→ The task
Leaving nothing out, set down all the data exactly.

→ Data provided

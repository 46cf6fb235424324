//! Multiresolution hash grid positional encoding.
//!
//! 3차원 좌표를 레벨별 해시 테이블의 삼선형 보간 피처로 인코딩하고,
//! 파라미터 그래디언트를 테이블 슬롯으로 산포합니다.

pub mod config;
pub mod error;
pub mod layers;
pub mod ops;

#[cfg(feature = "python")]
mod bindings;

pub use config::{Device, HashGridConfig, ScatterStrategy};
pub use error::{HashGridError, Result};
pub use layers::HashGridEncoder;
pub use ops::{IndexingMode, LevelDescriptor, LevelPlan};

#[cfg(feature = "python")]
use pyo3::prelude::*;

/// hashgrid_encoder - Rust hash grid encoder for neural fields
#[cfg(feature = "python")]
#[pymodule]
fn _rust(_py: Python, m: &PyModule) -> PyResult<()> {
    m.add("__version__", env!("CARGO_PKG_VERSION"))?;
    bindings::register(m)?;
    Ok(())
}
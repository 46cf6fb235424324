//! 커널 간 일관성 테스트: 유한 차분, 순서 무관성, 보간 기하 성질.

use crate::ops::plan::{IndexingMode, LevelPlan};

pub mod property_test;

/// 밀집 레벨 하나와 해시 레벨 하나를 갖는 작은 계획.
pub(crate) fn mixed_plan() -> LevelPlan {
    // 레벨 0: scale 3, res 4, 64 슬롯 (밀집)
    // 레벨 1: scale 7, res 8, 512 > 64 (해시)
    LevelPlan::build(4, 2, 2.0, 64, 2)
}

#[test]
fn test_mixed_plan_형태() {
    let plan = mixed_plan();
    assert_eq!(plan.levels()[0].mode, IndexingMode::Dense);
    assert_eq!(plan.levels()[1].mode, IndexingMode::Hashed);
    assert_eq!(plan.total_slots(), 128);
    assert_eq!(plan.num_parameters(), 256);
}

→ Result of the exercise
repository 46cf6fb235424324
//! Multiresolution hash grid positional encoding.
//!
//! 3차원 좌표를 레벨별 해시 테이블의 삼선형 보간 피처로 인코딩하고,
//! 파라미터 그래디언트를 테이블 슬롯으로 산포합니다.

pub mod config;
pub mod error;
pub mod layers;
pub mod ops;

#[cfg(feature = "python")]
mod bindings;

pub use config::{Device, HashGridConfig, ScatterStrategy};
pub use error::{HashGridError, Result};
pub use layers::HashGridEncoder;
pub use ops::{IndexingMode, LevelDescriptor, LevelPlan};

#[cfg(feature = "python")]
use pyo3::prelude::*;

/// hashgrid_encoder - Rust hash grid encoder for neural fields
#[cfg(feature = "python")]
#[pymodule]
fn _rust(_py: Python, m: &PyModule) -> PyResult<()> {
    m.add("__version__", env!("CARGO_PKG_VERSION"))?;
    bindings::register(m)?;
    Ok(())
}
repository 46cf6fb235424324
//! 커널 간 일관성 테스트: 유한 차분, 순서 무관성, 보간 기하 성질.

use crate::ops::plan::{IndexingMode, LevelPlan};

pub mod property_test;

/// 밀집 레벨 하나와 해시 레벨 하나를 갖는 작은 계획.
pub(crate) fn mixed_plan() -> LevelPlan {
    // 레벨 0: scale 3, res 4, 64 슬롯 (밀집)
    // 레벨 1: scale 7, res 8, 512 > 64 (해시)
    LevelPlan::build(4, 2, 2.0, 64, 2)
}

#[test]
fn test_mixed_plan_형태() {
    let plan = mixed_plan();
    assert_eq!(plan.levels()[0].mode, IndexingMode::Dense);
    assert_eq!(plan.levels()[1].mode, IndexingMode::Hashed);
    assert_eq!(plan.total_slots(), 128);
    assert_eq!(plan.num_parameters(), 256);
}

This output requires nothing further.